Roger was going to Greece with a group of friends including Rick Wright and it was there he took acid for the first and only time. He didn’t have a bad time, but found the experience so powerful that he felt no need to repeat it. In those days it was common to take massive doses, usually in liquid form where there was no accurate way of measuring the amount. He told John Harris: “I took it and thought I was coming out the other end, and went to the window in the room where I was – and I stood on the spot for another three hours. Just frozen.” This was probably also the time when Rick Wright first took it.

Nick Mason was already away, having gone to New York where his girlfriend Lindy was training with the Martha Graham Dance Company. He saw the Fugs play the Players Theatre on Bleeker Street and both Mose Allison and Thelonius Monk at the Village Vanguard, then he and Lindy bought two of the famous $99 unlimited travel Greyhound tickets and set out to explore America, visiting San Francisco and even going down to Mexico City and spending time in Acapulco where hotel rooms were only a dollar a night. After three months they returned to New York. Nick had not thought much about the Pink Floyd while he was away, in fact when he left the band had been on the point of breaking up; gigs were hard to come by, they had no proper equipment, and rehearsals were interfering with their studies. He thought that on his return to London he would be once more immersed in his architectural studies.

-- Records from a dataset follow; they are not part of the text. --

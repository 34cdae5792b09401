//! Append-only drowsiness score log

use crate::{DrowsinessRecord, StorageError};
use std::fs::OpenOptions;
use std::path::{Path, PathBuf};
use std::sync::Mutex;
use tracing::{debug, info};

/// CSV log of detection results.
///
/// Every append runs inside one writer lock covering the header check,
/// the header row and the data row, so concurrent first writers cannot
/// both emit a header and rows are never interleaved.
pub struct ScoreLog {
    path: PathBuf,
    writer_lock: Mutex<()>,
}

impl ScoreLog {
    /// Create a log handle. The file itself is created on first append.
    pub fn new(path: impl Into<PathBuf>) -> Self {
        let path = path.into();
        info!("Score log at {}", path.display());
        Self {
            path,
            writer_lock: Mutex::new(()),
        }
    }

    /// Log location
    pub fn path(&self) -> &Path {
        &self.path
    }

    /// Append a verdict stamped with the current local time
    pub fn append(&self, is_drowsy: bool, score: f32) -> Result<DrowsinessRecord, StorageError> {
        let record = DrowsinessRecord::now(is_drowsy, score);
        self.append_record(&record)?;
        Ok(record)
    }

    /// Append a pre-stamped record
    pub fn append_record(&self, record: &DrowsinessRecord) -> Result<(), StorageError> {
        let _guard = self
            .writer_lock
            .lock()
            .map_err(|e| StorageError::Lock(e.to_string()))?;

        let file = OpenOptions::new()
            .create(true)
            .append(true)
            .open(&self.path)
            .map_err(|e| StorageError::io(&self.path, e))?;

        // A zero-length file has no header yet, whether we just created it
        // or an operator truncated it between runs.
        let needs_header = file
            .metadata()
            .map_err(|e| StorageError::io(&self.path, e))?
            .len()
            == 0;

        let mut writer = csv::WriterBuilder::new()
            .has_headers(needs_header)
            .from_writer(file);
        writer
            .serialize(record)
            .map_err(|e| StorageError::csv(&self.path, e))?;
        writer
            .flush()
            .map_err(|e| StorageError::io(&self.path, e))?;

        if needs_header {
            info!("Created score log {}", self.path.display());
        }
        debug!(
            "Logged score {} (drowsy: {}) at {}",
            record.score, record.is_drowsy, record.timestamp
        );
        Ok(())
    }

    /// Read back every record in the log
    pub fn records(&self) -> Result<Vec<DrowsinessRecord>, StorageError> {
        let _guard = self
            .writer_lock
            .lock()
            .map_err(|e| StorageError::Lock(e.to_string()))?;
        read_records(&self.path)
    }
}

/// Parse a score log written by [`ScoreLog`].
///
/// Fails on a missing file, a missing column, an unparsable timestamp or
/// a malformed score or verdict.
pub fn read_records(path: impl AsRef<Path>) -> Result<Vec<DrowsinessRecord>, StorageError> {
    let path = path.as_ref();
    let mut reader = csv::Reader::from_path(path).map_err(|e| StorageError::csv(path, e))?;

    let mut records = Vec::new();
    for row in reader.deserialize() {
        records.push(row.map_err(|e| StorageError::csv(path, e))?);
    }
    Ok(records)
}

#[cfg(test)]
mod tests {
    use super::*;
    use chrono::DateTime;
    use proptest::prelude::*;
    use std::sync::Arc;
    use tempfile::TempDir;

    fn log_in(dir: &TempDir) -> ScoreLog {
        ScoreLog::new(dir.path().join("drowsiness_log.csv"))
    }

    fn line_count(path: &Path) -> usize {
        std::fs::read_to_string(path).unwrap().lines().count()
    }

    #[test]
    fn test_first_append_writes_header() {
        let dir = TempDir::new().unwrap();
        let log = log_in(&dir);

        let record = log.append(true, 0.87).unwrap();

        let text = std::fs::read_to_string(log.path()).unwrap();
        let lines: Vec<_> = text.lines().collect();
        assert_eq!(lines[0], "timestamp,score,is_drowsy");
        assert_eq!(
            lines[1],
            format!("{},0.87,True", record.timestamp.format(crate::TIMESTAMP_FORMAT))
        );
    }

    #[test]
    fn test_second_append_does_not_repeat_header() {
        let dir = TempDir::new().unwrap();
        let log = log_in(&dir);

        log.append(true, 0.9).unwrap();
        log.append(false, 0.1).unwrap();

        let text = std::fs::read_to_string(log.path()).unwrap();
        assert_eq!(text.matches("timestamp,score,is_drowsy").count(), 1);
        assert_eq!(text.lines().count(), 3);
    }

    #[test]
    fn test_existing_log_accumulates() {
        let dir = TempDir::new().unwrap();
        let path = dir.path().join("drowsiness_log.csv");
        std::fs::write(&path, "timestamp,score,is_drowsy\n2024-05-01 13:45:09,0.5,False\n").unwrap();

        // A fresh handle, as after a server restart
        let log = ScoreLog::new(&path);
        log.append(true, 0.75).unwrap();

        let records = read_records(&path).unwrap();
        assert_eq!(records.len(), 2);
        assert_eq!(records[0].score, 0.5);
        assert!(records[1].is_drowsy);
    }

    #[test]
    fn test_empty_existing_file_gets_header() {
        let dir = TempDir::new().unwrap();
        let path = dir.path().join("drowsiness_log.csv");
        std::fs::write(&path, "").unwrap();

        ScoreLog::new(&path).append(false, 0.2).unwrap();

        let records = read_records(&path).unwrap();
        assert_eq!(records.len(), 1);
    }

    #[test]
    fn test_missing_directory_is_an_error() {
        let dir = TempDir::new().unwrap();
        let log = ScoreLog::new(dir.path().join("missing").join("log.csv"));
        assert!(matches!(log.append(true, 0.5), Err(StorageError::Io { .. })));
    }

    #[test]
    fn test_read_missing_file_is_an_error() {
        let dir = TempDir::new().unwrap();
        assert!(read_records(dir.path().join("nope.csv")).is_err());
    }

    #[test]
    fn test_read_rejects_non_finite_score() {
        let dir = TempDir::new().unwrap();
        let path = dir.path().join("drowsiness_log.csv");
        std::fs::write(&path, "timestamp,score,is_drowsy\n2024-05-01 13:45:09,NaN,False\n").unwrap();

        assert!(matches!(read_records(&path), Err(StorageError::Csv { .. })));
    }

    #[test]
    fn test_concurrent_appends() {
        let dir = TempDir::new().unwrap();
        let log = Arc::new(log_in(&dir));
        let writers = 16;
        let per_writer = 25;

        let handles: Vec<_> = (0..writers)
            .map(|w| {
                let log = Arc::clone(&log);
                std::thread::spawn(move || {
                    for i in 0..per_writer {
                        log.append(i % 2 == 0, w as f32 + i as f32 / 100.0).unwrap();
                    }
                })
            })
            .collect();
        for handle in handles {
            handle.join().unwrap();
        }

        let total = writers * per_writer;
        assert_eq!(line_count(log.path()), total + 1);
        assert_eq!(log.records().unwrap().len(), total);
    }

    proptest! {
        #[test]
        fn test_appended_records_round_trip(
            entries in prop::collection::vec((any::<bool>(), -1.0e6f32..1.0e6f32), 1..20),
            secs in 0i64..4_000_000_000,
        ) {
            let dir = TempDir::new().unwrap();
            let log = log_in(&dir);
            let timestamp = DateTime::from_timestamp(secs, 0).unwrap().naive_utc();

            let written: Vec<_> = entries
                .iter()
                .map(|&(is_drowsy, score)| DrowsinessRecord { timestamp, score, is_drowsy })
                .collect();
            for record in &written {
                log.append_record(record).unwrap();
            }

            prop_assert_eq!(read_records(log.path()).unwrap(), written);
        }
    }
}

Tickets for the launch party for International Times at the Roundhouse.

Then, in New York, he bought a copy of the local underground newspaper, the East Village Other, or EVO as it was known, with a report on the London underground scene that mentioned the Pink Floyd Sound as the most interesting of the new bands. In Inside Out, A Personal History of Pink Floyd, he wrote: ‘Finding this name check so far from home really gave me a new perception of the band. Displaying a touchingly naïve trust in the fact that you can believe everything you read in the newspapers, it made me realise that the band had the potential to be more than simply a vehicle for our own amusement.’

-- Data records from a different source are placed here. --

//! Drowsiness Detection Service - Main Entry Point

use api::{init_logging, run_server, AppConfig};
use tracing::info;

#[tokio::main]
async fn main() -> Result<(), Box<dyn std::error::Error>> {
    let config = AppConfig::load()?;
    init_logging(&config.logging)?;

    info!("=== Drowsiness Detection Service v{} ===", env!("CARGO_PKG_VERSION"));

    run_server(config).await?;

    Ok(())
}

I was the London correspondent for EVO and I am proud to say that I was the author of this piece which was, oddly enough, the first press coverage the Pink Floyd ever had outside the Poly student paper. It is even nicer to feel that it may have helped encourage the band to stick it out though this was much more down to the efforts of Peter Jenner and Andrew King. Seeing that they were serious about managing them, and providing them with new, much needed equipment, the band agreed to let them manage them, though Roger and Nick secretly thought that Jenner and King were drug dealers.

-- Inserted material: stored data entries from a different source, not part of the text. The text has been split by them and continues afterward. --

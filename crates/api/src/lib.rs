//! Drowsiness Detection API Server
//!
//! Receives JPEG frames from the cabin camera, runs them through the
//! drowsiness detector, logs each score and answers with a JSON verdict.

use axum::{
    routing::{get, post},
    Router,
};
use metrics_exporter_prometheus::PrometheusBuilder;
use std::net::SocketAddr;
use std::sync::Arc;
use tower_http::trace::TraceLayer;
use tracing::{info, warn, Level};
use tracing_subscriber::FmtSubscriber;

pub mod config;
pub mod error;
pub mod pipeline;
pub mod routes;

pub use crate::config::AppConfig;
pub use error::{ApiError, ServerError};
pub use pipeline::{DetectionPipeline, PipelineError};

use crate::config::LoggingConfig;
use storage::{DebugImageStore, ScoreLog};

/// Application state shared across handlers
pub struct AppState {
    /// Detection pipeline
    pub pipeline: Arc<DetectionPipeline>,
    /// Version string
    pub version: String,
    /// Start time
    pub start_time: std::time::Instant,
    /// Largest accepted upload body in bytes
    pub max_upload_bytes: usize,
}

impl AppState {
    /// Create new application state
    pub fn new(pipeline: DetectionPipeline, max_upload_bytes: usize) -> Self {
        Self {
            pipeline: Arc::new(pipeline),
            version: env!("CARGO_PKG_VERSION").to_string(),
            start_time: std::time::Instant::now(),
            max_upload_bytes,
        }
    }
}

/// Create the application router
///
/// `/detect` reads its own body so the upload limit applies only after
/// the content type has been accepted.
pub fn create_router(state: Arc<AppState>) -> Router {
    Router::new()
        .route("/", get(routes::status::home))
        .route("/ping", get(routes::status::ping))
        .route("/health", get(routes::status::health))
        .route("/detect", post(routes::detect::detect))
        .layer(TraceLayer::new_for_http())
        .with_state(state)
}

/// Initialize logging
pub fn init_logging(config: &LoggingConfig) -> Result<(), ServerError> {
    let level: Level = config
        .level
        .parse()
        .map_err(|_| ServerError::Logging(format!("unknown log level {:?}", config.level)))?;

    let builder = FmtSubscriber::builder()
        .with_max_level(level)
        .with_target(true);

    let result = if config.json {
        tracing::subscriber::set_global_default(builder.json().finish())
    } else {
        tracing::subscriber::set_global_default(builder.finish())
    };
    result.map_err(|e| ServerError::Logging(e.to_string()))
}

/// Install the Prometheus exporter if a listen address is configured
pub fn init_metrics(listen_addr: Option<&str>) -> Result<(), ServerError> {
    let Some(addr) = listen_addr else {
        return Ok(());
    };
    let addr: SocketAddr = addr
        .parse()
        .map_err(|e| ServerError::Metrics(format!("invalid listen address {:?}: {}", addr, e)))?;

    PrometheusBuilder::new()
        .with_http_listener(addr)
        .install()
        .map_err(|e| ServerError::Metrics(e.to_string()))?;
    info!("Prometheus metrics on http://{}/metrics", addr);
    Ok(())
}

/// Build the pipeline described by the configuration.
///
/// Creates the log and debug image directories when they are missing.
pub fn build_pipeline(config: &AppConfig) -> Result<DetectionPipeline, ServerError> {
    let detector = dms::load_detector(&config.detector)?;

    if let Some(parent) = config.score_log.path.parent() {
        if !parent.as_os_str().is_empty() {
            std::fs::create_dir_all(parent)?;
        }
    }
    let score_log = Arc::new(ScoreLog::new(&config.score_log.path));

    let mut pipeline = DetectionPipeline::new(Arc::from(detector), score_log);

    if config.debug_images.enabled {
        let dir = &config.debug_images.dir;
        std::fs::create_dir_all(dir)?;
        info!(
            "Debug images in {} (policy: {:?})",
            dir.display(),
            config.debug_images.policy
        );
        pipeline = pipeline.with_debug_images(Arc::new(DebugImageStore::new(
            dir,
            config.debug_images.policy,
        )));
    } else {
        warn!("Debug image capture disabled");
    }

    Ok(pipeline)
}

/// Run the server
pub async fn run_server(config: AppConfig) -> Result<(), ServerError> {
    init_metrics(config.metrics.listen_addr.as_deref())?;

    let pipeline = build_pipeline(&config)?;
    let state = Arc::new(AppState::new(pipeline, config.server.max_upload_bytes));
    let app = create_router(state);

    info!("Starting API server on {}", config.server.bind_addr);

    let listener = tokio::net::TcpListener::bind(&config.server.bind_addr).await?;
    axum::serve(listener, app).await?;

    Ok(())
}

Though Syd was already smoking pot and writing songs, it was not until 1966, when he was 20, that he took his first trip.* Syd, along with Storm Thorgeson, Nigel Gordon and Ian ‘Imo’ Moore, was visiting his friend Bob Gale in his garden in Cambridge. Thorgeson and Imo had laid out hundreds of sugar cubes in rows and were treating each one with two drops of liquid LSD from a glass bottle. The acid was very concentrated and as they licked the sugar granules from their fingers they became hopelessly confused, giving some cubes a double dose and others none at all. Imo has often told the well known story of how Syd found three objects: an orange, a plum and a matchbox and sat and stared at them for twelve hours. The plum became the planet Venus and the orange was Jupiter. Syd travelled between them in outer space. His trip came to an abrupt end when Imo, feeling hungry, ate Venus in one bite. “You should have seen Syd’s face. He was in total shock for a few seconds, then he just grinned.”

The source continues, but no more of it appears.